The issue of parallel inserts has a serialization issue with
Oracle's TM locks.
Mark Bobak
has some excellent comments on TM locking during table DDL:
As to the TM enqueue, well, any DML or DDL will take a TM
enqueue. This is to protect the object's data dictionary
definition. Conventional DML will take a TM enqueue in shared
mode.
DDL takes a TM enqueue in exclusive mode. So, a table that's
undergoing DML cannot have DDL executed. (The exclusive mode
required for DDL is not compatible with the shared mode
the DML session already holds.) However, other conventional DML
will be able to proceed, cause a shared mode enqueue is
compatible with the shared mode already held.

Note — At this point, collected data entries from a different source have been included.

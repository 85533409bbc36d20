//! Generic fallback: pull a place name out of a hostname and geocode it.
//!
//! Airport codes are looked up in a built-in table of common OCA sites first; anything
//! else goes to a Nominatim-compatible search endpoint.
use crate::models::Location;
use crate::speedtest::common::{send_with_retry, RetryPolicy};
use crate::{LocatorConfig, LocatorError};
use async_trait::async_trait;
use lazy_static::lazy_static;
use regex::Regex;
use serde::Deserialize;
use std::collections::HashMap;
use tracing::debug;

/// Free-text place name geocoding.
#[async_trait]
pub trait Geocoder: Send + Sync {
    async fn geocode(&self, query: &str) -> Result<Option<Location>, LocatorError>;
}

/// Three-letter tokens that appear in OCA hostnames but are not airports.
const IATA_STOP_LIST: [&str; 10] = [
    "oca", "dev", "net", "com", "org", "nfl", "cdn", "www", "isp", "ipv",
];
const CITY_STOP_LIST: [&str; 5] = ["cdn", "edge", "cache", "pop", "dc"];
const MIN_CITY_LEN: usize = 4;

#[derive(Debug, Clone, Deserialize)]
struct Airport {
    city: String,
    country: String,
    latitude: f64,
    longitude: f64,
}

lazy_static! {
    static ref IATA_PATTERNS: Vec<Regex> = [
        // ipv4-c001-ord001-ix.1.oca.nflxvideo.net
        r"-([a-z]{3})\d{3}-",
        // .lax1. or .ord.
        r"\.([a-z]{3})\d*\.",
        // -lax-
        r"-([a-z]{3})-",
        // lax1.example.net
        r"^([a-z]{3})\d*\.",
        // example.lax
        r"\.([a-z]{3})$",
    ]
    .iter()
    .map(|p| Regex::new(p).expect("invalid regex pattern"))
    .collect();
    static ref CITY_PATTERNS: Vec<Regex> = [
        // .seattle-dc.
        r"\.([a-z]+)-dc\.",
        // .seattlepop.
        r"\.([a-z]+)pop\.",
        // -seattle1.
        r"-([a-z]+)\d*\.",
    ]
    .iter()
    .map(|p| Regex::new(p).expect("invalid regex pattern"))
    .collect();
    static ref BUILTIN_AIRPORTS: HashMap<String, Airport> = serde_json::from_str(
        r#"
{
  "lax": {"city": "Los Angeles, CA", "country": "US", "latitude": 33.9425, "longitude": -118.4081},
  "ord": {"city": "Chicago, IL", "country": "US", "latitude": 41.9742, "longitude": -87.9073},
  "atl": {"city": "Atlanta, GA", "country": "US", "latitude": 33.6407, "longitude": -84.4277},
  "dfw": {"city": "Dallas, TX", "country": "US", "latitude": 32.8998, "longitude": -97.0403},
  "den": {"city": "Denver, CO", "country": "US", "latitude": 39.8561, "longitude": -104.6737},
  "jfk": {"city": "New York, NY", "country": "US", "latitude": 40.6413, "longitude": -73.7781},
  "sfo": {"city": "San Francisco, CA", "country": "US", "latitude": 37.6213, "longitude": -122.3790},
  "sea": {"city": "Seattle, WA", "country": "US", "latitude": 47.4502, "longitude": -122.3088},
  "mia": {"city": "Miami, FL", "country": "US", "latitude": 25.7959, "longitude": -80.2870},
  "bos": {"city": "Boston, MA", "country": "US", "latitude": 42.3656, "longitude": -71.0096},
  "phx": {"city": "Phoenix, AZ", "country": "US", "latitude": 33.4352, "longitude": -112.0101},
  "las": {"city": "Las Vegas, NV", "country": "US", "latitude": 36.0840, "longitude": -115.1537},
  "iad": {"city": "Washington, DC", "country": "US", "latitude": 38.9531, "longitude": -77.4565},
  "ams": {"city": "Amsterdam", "country": "NL", "latitude": 52.3105, "longitude": 4.7683},
  "lhr": {"city": "London", "country": "GB", "latitude": 51.4700, "longitude": -0.4543},
  "cdg": {"city": "Paris", "country": "FR", "latitude": 49.0097, "longitude": 2.5479},
  "fra": {"city": "Frankfurt", "country": "DE", "latitude": 50.0379, "longitude": 8.5622},
  "nrt": {"city": "Tokyo", "country": "JP", "latitude": 35.7720, "longitude": 140.3929},
  "sin": {"city": "Singapore", "country": "SG", "latitude": 1.3644, "longitude": 103.9915},
  "syd": {"city": "Sydney", "country": "AU", "latitude": -33.9399, "longitude": 151.1753},
  "gru": {"city": "São Paulo", "country": "BR", "latitude": -23.4356, "longitude": -46.4731},
  "mex": {"city": "Mexico City", "country": "MX", "latitude": 19.4363, "longitude": -99.0721},
  "yyz": {"city": "Toronto", "country": "CA", "latitude": 43.6777, "longitude": -79.6248}
}
"#
    )
    .expect("invalid built-in airport table");
}

/// Find an airport code in a hostname.
pub fn extract_iata_code(hostname: &str) -> Option<String> {
    let hostname = hostname.to_ascii_lowercase();
    IATA_PATTERNS.iter().find_map(|re| {
        re.captures_iter(&hostname)
            .filter_map(|cap| cap.get(1))
            .map(|m| m.as_str())
            .find(|code| !IATA_STOP_LIST.contains(code))
            .map(|code| code.to_string())
    })
}

/// Find a spelled-out city name in a hostname.
pub fn extract_city_name(hostname: &str) -> Option<String> {
    let hostname = hostname.to_ascii_lowercase();
    CITY_PATTERNS.iter().find_map(|re| {
        re.captures_iter(&hostname)
            .filter_map(|cap| cap.get(1))
            .map(|m| m.as_str())
            .find(|city| city.len() >= MIN_CITY_LEN && !CITY_STOP_LIST.contains(city))
            .map(|city| city.to_string())
    })
}

/// Location of a well-known airport, without any network access.
pub fn builtin_location(iata: &str) -> Option<Location> {
    let code = iata.to_ascii_lowercase();
    BUILTIN_AIRPORTS.get(&code).map(|airport| Location {
        latitude: Some(airport.latitude),
        longitude: Some(airport.longitude),
        city: Some(airport.city.clone()),
        country: Some(airport.country.clone()),
        iata_code: Some(code.to_ascii_uppercase()),
    })
}

/// Locate a hostname from the place name embedded in it.
///
/// An airport code is tried against the built-in table, then as `"<IATA> airport"`; a
/// spelled-out city name is tried last. Returns `Ok(None)` when nothing matches.
pub async fn geocode_hostname(
    geocoder: &dyn Geocoder,
    hostname: &str,
) -> Result<Option<Location>, LocatorError> {
    if let Some(code) = extract_iata_code(hostname) {
        if let Some(location) = builtin_location(&code) {
            debug!("{} matched built-in airport {}", hostname, code);
            return Ok(Some(location));
        }
        let code = code.to_ascii_uppercase();
        match geocoder.geocode(&format!("{} airport", code)).await {
            Ok(Some(location)) => {
                return Ok(Some(Location {
                    iata_code: Some(code),
                    ..location
                }))
            }
            Ok(None) => debug!("no geocoder match for airport {}", code),
            Err(e) => debug!("geocoding airport {} failed: {}", code, e),
        }
    }

    match extract_city_name(hostname) {
        Some(city) => geocoder.geocode(&city).await,
        None => {
            debug!("no usable place name in {}", hostname);
            Ok(None)
        }
    }
}

#[derive(Debug, Deserialize)]
struct NominatimPlace {
    lat: String,
    lon: String,
    #[serde(default)]
    display_name: String,
}

impl NominatimPlace {
    fn into_location(self) -> Option<Location> {
        let latitude = self.lat.parse::<f64>().ok()?;
        let longitude = self.lon.parse::<f64>().ok()?;
        let parts: Vec<&str> = self
            .display_name
            .split(',')
            .map(|p| p.trim())
            .filter(|p| !p.is_empty())
            .collect();
        let city = match parts.len() {
            0 => None,
            1 => Some(parts[0].to_string()),
            _ => Some(format!("{}, {}", parts[0], parts[1])),
        };
        Some(Location {
            latitude: Some(latitude),
            longitude: Some(longitude),
            city,
            country: (parts.len() > 2).then(|| parts[parts.len() - 1].to_string()),
            iata_code: None,
        })
    }
}

/// Parse a Nominatim search response, keeping the first hit.
pub fn parse_nominatim_response(body: &str) -> Result<Option<Location>, LocatorError> {
    let places: Vec<NominatimPlace> = serde_json::from_str(body)
        .map_err(|e| LocatorError::GeocodingError(format!("unreadable geocoder response: {}", e)))?;
    Ok(places.into_iter().next().and_then(|p| p.into_location()))
}

/// [Geocoder] backed by OpenStreetMap Nominatim.
#[derive(Debug, Clone)]
pub struct NominatimGeocoder {
    client: reqwest::Client,
    url: String,
    policy: RetryPolicy,
}

impl NominatimGeocoder {
    pub fn new(config: &LocatorConfig) -> Result<Self, LocatorError> {
        Ok(NominatimGeocoder {
            client: config.http_client()?,
            url: config.nominatim_url.clone(),
            policy: RetryPolicy::from_config(config),
        })
    }
}

#[async_trait]
impl Geocoder for NominatimGeocoder {
    async fn geocode(&self, query: &str) -> Result<Option<Location>, LocatorError> {
        debug!("geocoding '{}'", query);
        let response = send_with_retry(&self.policy, &self.url, || {
            self.client
                .get(self.url.as_str())
                .query(&[("q", query), ("format", "json"), ("limit", "1")])
                .send()
        })
        .await?;
        let body = response.text().await?;
        parse_nominatim_response(&body)
    }
}
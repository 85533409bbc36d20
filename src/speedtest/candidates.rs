//! Fetch and parse the OCA candidate list from the fast.com speed-test API.
use crate::models::OcaCandidate;
use crate::speedtest::common::{send_with_retry, RetryPolicy};
use crate::LocatorError;
use serde_json::Value;
use tracing::{debug, info, warn};

/// Extract the hostname from a candidate URL.
///
/// Scheme-relative URLs (`//host/path`) are read as https.
pub fn hostname_from_url(url: &str) -> Option<String> {
    let absolute = match url.strip_prefix("//") {
        Some(rest) => format!("https://{}", rest),
        None => url.to_string(),
    };
    let parsed = reqwest::Url::parse(absolute.as_str()).ok()?;
    parsed
        .host_str()
        .map(|h| h.trim_end_matches('.').to_ascii_lowercase())
        .filter(|h| !h.is_empty())
}

fn candidate_from_entry(idx: usize, entry: &Value) -> Result<OcaCandidate, LocatorError> {
    let (url, metadata) = match entry {
        Value::String(url) => (url.as_str(), Value::Null),
        Value::Object(map) => match map.get("url").and_then(Value::as_str) {
            Some(url) => (url, entry.clone()),
            None => {
                return Err(LocatorError::CandidateFetchError(format!(
                    "entry {} has no url",
                    idx
                )))
            }
        },
        _ => {
            return Err(LocatorError::CandidateFetchError(format!(
                "entry {} is neither a url nor an object",
                idx
            )))
        }
    };
    match hostname_from_url(url) {
        Some(hostname) => Ok(OcaCandidate {
            hostname,
            url: url.to_string(),
            metadata,
        }),
        None => {
            warn!("candidate entry {} has unparsable url {}", idx, url);
            Err(LocatorError::CandidateFetchError(format!(
                "entry {} has unparsable url {}",
                idx, url
            )))
        }
    }
}

/// Parse the body of a speed-test API response.
///
/// Accepted shapes:
/// - a JSON array of `{"url": ..., "location": {...}}` entries
/// - an object with a `targets` array of such entries
/// - a single object with a `url` field
///
/// Order is preserved and duplicate hostnames are kept. Any entry without a usable URL
/// fails the whole response, so the result always has one candidate per entry.
pub fn parse_candidates(body: &str) -> Result<Vec<OcaCandidate>, LocatorError> {
    let value: Value = serde_json::from_str(body).map_err(|e| {
        LocatorError::CandidateFetchError(format!("response is not valid JSON: {}", e))
    })?;

    let entries: Vec<&Value> = match &value {
        Value::Array(items) => items.iter().collect(),
        Value::Object(map) => match map.get("targets") {
            Some(Value::Array(items)) => items.iter().collect(),
            _ if map.contains_key("url") => vec![&value],
            _ => {
                return Err(LocatorError::CandidateFetchError(
                    "response object has neither targets nor url".to_string(),
                ))
            }
        },
        _ => {
            return Err(LocatorError::CandidateFetchError(format!(
                "unexpected response type: {}",
                body.chars().take(64).collect::<String>()
            )))
        }
    };

    entries
        .into_iter()
        .enumerate()
        .map(|(idx, entry)| candidate_from_entry(idx, entry))
        .collect()
}

/// Request `url_count` OCA URLs with the given token.
///
/// 4xx responses (typically an expired or rejected token) fail immediately; transient
/// failures are retried according to `policy`.
pub async fn fetch_candidates(
    client: &reqwest::Client,
    api_url: &str,
    token: &str,
    url_count: u32,
    policy: &RetryPolicy,
) -> Result<Vec<OcaCandidate>, LocatorError> {
    debug!("fetching {} OCA candidates from {}", url_count, api_url);
    let url_count = url_count.to_string();
    let response = send_with_retry(policy, api_url, || {
        client
            .get(api_url)
            .query(&[
                ("https", "true"),
                ("token", token),
                ("urlCount", url_count.as_str()),
            ])
            .send()
    })
    .await
    .map_err(|e| LocatorError::CandidateFetchError(e.to_string()))?;

    let body = response
        .text()
        .await
        .map_err(|e| LocatorError::CandidateFetchError(e.to_string()))?;
    let candidates = parse_candidates(&body)?;
    info!("retrieved {} OCA candidates", candidates.len());
    Ok(candidates)
}
mod utils;

use crate::utils::{network_line, summary_line, write_output, OcaRow};
use clap::{Args, Parser, Subcommand};
use oca_locator::{GeocodingStrategy, LocatorConfig, LocatorError, OcaLocator, OcaRecord};
use std::path::PathBuf;
use std::process::exit;
use tabled::settings::Style;
use tabled::Table;
use tokio::runtime::Runtime;
use tracing::{error, info};

#[derive(Parser)]
#[clap(author, version, about, long_about = None)]
#[clap(propagate_version = true)]
struct Cli {
    /// disable logging
    #[clap(long, global = true)]
    no_log: bool,

    /// enable debug logging
    #[clap(long, global = true)]
    debug: bool,

    #[clap(subcommand)]
    command: Commands,
}

#[derive(Args, Clone)]
struct EngineOpts {
    /// location providers to use
    #[clap(short, long, value_enum)]
    geocoding: Option<GeocodingStrategy>,

    /// skip the per-OCA ASN lookup and use the local network's ASN instead
    #[clap(long)]
    no_oca_asn: bool,

    /// number of OCAs processed in parallel
    #[clap(short, long)]
    concurrency: Option<usize>,

    /// overall deadline, e.g. `90s` or `2m`
    #[clap(short, long, value_parser = humantime::parse_duration)]
    deadline: Option<std::time::Duration>,
}

#[derive(Args, Clone)]
struct OutputOpts {
    /// print out results in JSON format instead of Markdown table
    #[clap(short, long)]
    json: bool,

    /// also write the JSON results to this file
    #[clap(short, long)]
    output_file: Option<PathBuf>,
}

#[derive(Subcommand)]
enum Commands {
    /// Find the OCAs fast.com assigns to this network and locate them
    Locate {
        /// number of OCA URLs to request
        #[clap(short, long)]
        url_count: Option<u32>,

        #[clap(flatten)]
        engine: EngineOpts,

        #[clap(flatten)]
        output: OutputOpts,
    },

    /// Locate the given OCA hostnames without contacting fast.com
    Lookup {
        /// OCA hostnames, e.g. ipv4-c001-ord001-ix.1.oca.nflxvideo.net
        #[clap(required = true)]
        hostnames: Vec<String>,

        #[clap(flatten)]
        engine: EngineOpts,

        #[clap(flatten)]
        output: OutputOpts,
    },

    /// Print a fresh fast.com token
    Token,

    /// Print the effective configuration
    Config,
}

impl EngineOpts {
    fn apply(&self, config: &mut LocatorConfig) {
        if let Some(geocoding) = self.geocoding {
            config.geocoding = geocoding;
        }
        if self.no_oca_asn {
            config.lookup_oca_asn = false;
        }
        if let Some(concurrency) = self.concurrency {
            config.concurrency = concurrency.max(1);
        }
        if let Some(deadline) = self.deadline {
            config.deadline = deadline;
        }
    }
}

fn get_tokio_runtime() -> Runtime {
    match tokio::runtime::Builder::new_multi_thread().enable_all().build() {
        Ok(rt) => rt,
        Err(e) => {
            error!("failed to start async runtime: {}", e);
            exit(1);
        }
    }
}

fn build_locator(config: LocatorConfig) -> OcaLocator {
    for line in config.display_summary() {
        info!("{}", line);
    }
    match OcaLocator::with_config(config) {
        Ok(locator) => locator,
        Err(e) => {
            error!("failed to initialize locator: {}", e);
            exit(1);
        }
    }
}

fn fail(stage: &str, e: LocatorError) -> ! {
    error!("{} failed: {}", stage, e);
    eprintln!("error: {} failed: {}", stage, e);
    exit(1);
}

fn print_records<T: serde::Serialize>(records: &[OcaRecord], json_value: &T, output: &OutputOpts) {
    let json = match serde_json::to_string_pretty(json_value) {
        Ok(json) => json,
        Err(e) => fail("serializing results", e.into()),
    };

    if output.json {
        println!("{}", json);
    } else {
        let rows: Vec<OcaRow> = records.iter().map(OcaRow::from).collect();
        println!("{}", Table::new(rows).with(Style::markdown()));
        println!();
        println!("{}", summary_line(records));
    }

    if let Some(path) = &output.output_file {
        match write_output(path, &json) {
            Ok(()) => info!("results written to {}", path.display()),
            Err(e) => fail("writing output file", e.into()),
        }
    }
}

fn enable_logging() {
    tracing_subscriber::fmt()
        .with_ansi(true)
        .with_level(true)
        .with_target(false)
        .init();
}

fn main() {
    let cli = Cli::parse();

    if cli.debug {
        std::env::set_var("RUST_LOG", "oca_locator=debug");
    } else if std::env::var_os("RUST_LOG").is_none() {
        std::env::set_var("RUST_LOG", "oca_locator=info");
    }
    if !cli.no_log {
        enable_logging();
    }

    let mut config = LocatorConfig::from_env();

    match cli.command {
        Commands::Locate {
            url_count,
            engine,
            output,
        } => {
            if let Some(url_count) = url_count {
                config.url_count = url_count.max(1);
            }
            engine.apply(&mut config);
            let locator = build_locator(config);

            let rt = get_tokio_runtime();
            let result = match rt.block_on(locator.locate()) {
                Ok(result) => result,
                Err(e) => fail("OCA discovery", e),
            };

            if !output.json {
                println!("{}", network_line(&result.network));
                println!();
            }
            print_records(&result.records, &result, &output);
        }
        Commands::Lookup {
            hostnames,
            engine,
            output,
        } => {
            engine.apply(&mut config);
            let locator = build_locator(config);

            let rt = get_tokio_runtime();
            let records = rt.block_on(locator.locate_hostnames(&hostnames));
            print_records(&records, &records, &output);
        }
        Commands::Token => {
            let locator = build_locator(config);
            let rt = get_tokio_runtime();
            match rt.block_on(locator.token()) {
                Ok(token) => println!("{}", token),
                Err(e) => fail("token extraction", e),
            }
        }
        Commands::Config => {
            for line in config.display_summary() {
                println!("{}", line);
            }
        }
    }
}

In this way, Oracle allows concurrent DML, while
preventing DDL on tables undergoing DML. Now, the direct-path
INSERT is a special case. A direct-path INSERT takes a TM
enqueue in exclusive mode, the same as DDL does. This prevents
all other DML from occurring.
Honestly, I don't know enough about the details of the
mechanism to clearly explain why this is required. I would
speculate it's because otherwise, it would be possible to have
direct-path INSERT modifying the HWM, and then (if it were
permitted) conventional DML could fill all the blocks on the
freelists, causing that session to want to raise the HWM.
That would be a problem, cause you'd have two different
sessions wanting to raise the HWM at the same time. So, seems to
me, you either serialize on the TM enqueue, or, you'd serialize
on ST enqueue. (ST=space management transaction enqueue).